The two overarching parts of the NWTF’s mission are to conserve the wild turkey and to preserve our hunting heritage. These two major components touch on many other areas that achieve our mission, but they also improve our communities, including influencing beneficial policy; hosting community outreach events; funding and assisting with projects that create clean water, healthy forests, robust wildlife populations and an overall difference on the landscape that enhances the world we live in.
The NWTF’s Conservation Week will highlight this all-encompassing work through the NWTF’s America’s Big Six of Wildlife Conservation, which encircles the entire continental U.S.

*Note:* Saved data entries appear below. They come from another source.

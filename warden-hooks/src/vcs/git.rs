//! The `git` executable as backend.

use std::path::{Path, PathBuf};
use std::process::{Output, Stdio};

use super::{command_line, Backend};
use crate::config::ConfigProvider;
use crate::{ConfigError, VcsError};

/// Runs `git` as a child process, optionally inside a given working directory.
///
/// Hooks are started by git with the repository as working directory, so the default
/// instance needs no configuration.
#[derive(Debug, Clone, Default)]
pub struct GitCli {
    work_dir: Option<PathBuf>,
}

impl GitCli {
    /// Use the current working directory.
    pub fn new() -> Self {
        Self::default()
    }

    /// Run all queries inside `dir`.
    pub fn at(dir: impl Into<PathBuf>) -> Self {
        Self {
            work_dir: Some(dir.into()),
        }
    }

    /// The directory queries run in, if one was set.
    pub fn work_dir(&self) -> Option<&Path> {
        self.work_dir.as_deref()
    }

    fn output(&self, args: &[&str]) -> Result<Output, VcsError> {
        let mut cmd: std::process::Command = gix_command::prepare("git")
            .args(args.iter().copied())
            .stdin(Stdio::null())
            .stdout(Stdio::piped())
            .stderr(Stdio::piped())
            .into();
        if let Some(dir) = &self.work_dir {
            cmd.current_dir(dir);
        }
        tracing::debug!(command = %command_line(args), "querying backend");
        cmd.output().map_err(|source| VcsError::Spawn {
            command: command_line(args),
            source,
        })
    }

    fn stdout(args: &[&str], output: Output) -> Result<String, VcsError> {
        let mut text = String::from_utf8(output.stdout).map_err(|source| VcsError::Utf8 {
            command: command_line(args),
            source,
        })?;
        text.truncate(text.trim_end().len());
        Ok(text)
    }

    /// Run `git config` with `args`, treating exit code 1 as "not set".
    fn config_query(&self, key: &str, args: &[&str]) -> Result<Option<String>, ConfigError> {
        let output = self.output(args).map_err(|source| ConfigError::Query {
            key: key.to_owned(),
            source,
        })?;
        match output.status.code() {
            Some(0) => Self::stdout(args, output).map(Some).map_err(|source| ConfigError::Query {
                key: key.to_owned(),
                source,
            }),
            Some(1) => Ok(None),
            code => Err(ConfigError::Query {
                key: key.to_owned(),
                source: VcsError::Failed {
                    command: command_line(args),
                    code,
                    stderr: String::from_utf8_lossy(&output.stderr).trim().to_owned(),
                },
            }),
        }
    }
}

impl Backend for GitCli {
    fn git(&self, args: &[&str]) -> Result<String, VcsError> {
        let output = self.output(args)?;
        if !output.status.success() {
            return Err(VcsError::Failed {
                command: command_line(args),
                code: output.status.code(),
                stderr: String::from_utf8_lossy(&output.stderr).trim().to_owned(),
            });
        }
        Self::stdout(args, output)
    }

    fn var(&self, name: &str) -> Option<String> {
        std::env::var(name).ok()
    }
}

impl ConfigProvider for GitCli {
    fn value(&self, key: &str) -> Result<Option<String>, ConfigError> {
        self.config_query(key, &["config", "--get", key])
    }

    fn values(&self, key: &str) -> Result<Vec<String>, ConfigError> {
        Ok(self
            .config_query(key, &["config", "--get-all", key])?
            .map(|text| {
                text.lines()
                    .map(str::trim)
                    .filter(|line| !line.is_empty())
                    .map(ToOwned::to_owned)
                    .collect()
            })
            .unwrap_or_default())
    }
}

#[cfg(test)]
mod tests {
    use super::*;

    #[test]
    fn command_line_rendering() {
        assert_eq!(
            command_line(&["rev-parse", "--abbrev-ref", "HEAD"]),
            "git rev-parse --abbrev-ref HEAD"
        );
    }

    #[test]
    fn work_dir_is_optional() {
        assert_eq!(GitCli::new().work_dir(), None);
        assert_eq!(GitCli::at("/srv/config").work_dir(), Some(Path::new("/srv/config")));
    }

    #[test]
    fn queries_outside_a_repository_fail_as_vcs_errors() {
        let dir = tempfile::tempdir().unwrap();
        let git = GitCli::at(dir.path());
        let err = git
            .git(&["--git-dir", &dir.path().join("missing").to_string_lossy(), "rev-parse", "HEAD"])
            .unwrap_err();
        assert!(
            matches!(err, VcsError::Failed { .. } | VcsError::Spawn { .. }),
            "unexpected error: {err:?}"
        );
    }

    #[test]
    #[serial_test::serial]
    fn variables_come_from_the_process_environment() {
        std::env::set_var("GIT_AUTHOR_NAME", "carol");
        let author = crate::vcs::Collector::new(GitCli::new()).author();
        std::env::remove_var("GIT_AUTHOR_NAME");
        assert_eq!(author.unwrap(), "carol");
        assert_eq!(GitCli::new().var("WARDEN_SURELY_UNSET_VARIABLE"), None);
    }
}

Today, we are highlighting some of the great work the NWTF is doing in its America’s Western Wildlands.
States in NWTF’s Western Wildlands region include: Arizona, California, Colorado, Oregon, Washington, Nevada, New Mexico, Utah, Idaho, Montana, Wyoming, Texas and Oklahoma.
Since 2018, The NWTF has conserved and enhanced 65,231 acres in its Western Wildlands
Western Wildlands Overview
Wildlife habitat in the West spans from desert to high mountain tundra. The diversity of its vast countryside is what makes it a destination for hunters, travelers and wildlife watchers from all over the world. Merriam’s and Gould’s wild turkeys need healthy mountain habitats and healthy forests to thrive. Turkeys need big, mature trees for roosting, a healthy forest floor that allows them to move about and avoid predators and moist areas for raising broods. Healthy forests provide a diverse canopy and understory. They are also resilient to wildfire.
Catastrophic wildfires are more common today. In the past 60 years, 61 percent of the fires in the West have occurred since 2000. Additionally, those fires are longer, burning hotter, starting earlier, continuing longer and are more difficult to control.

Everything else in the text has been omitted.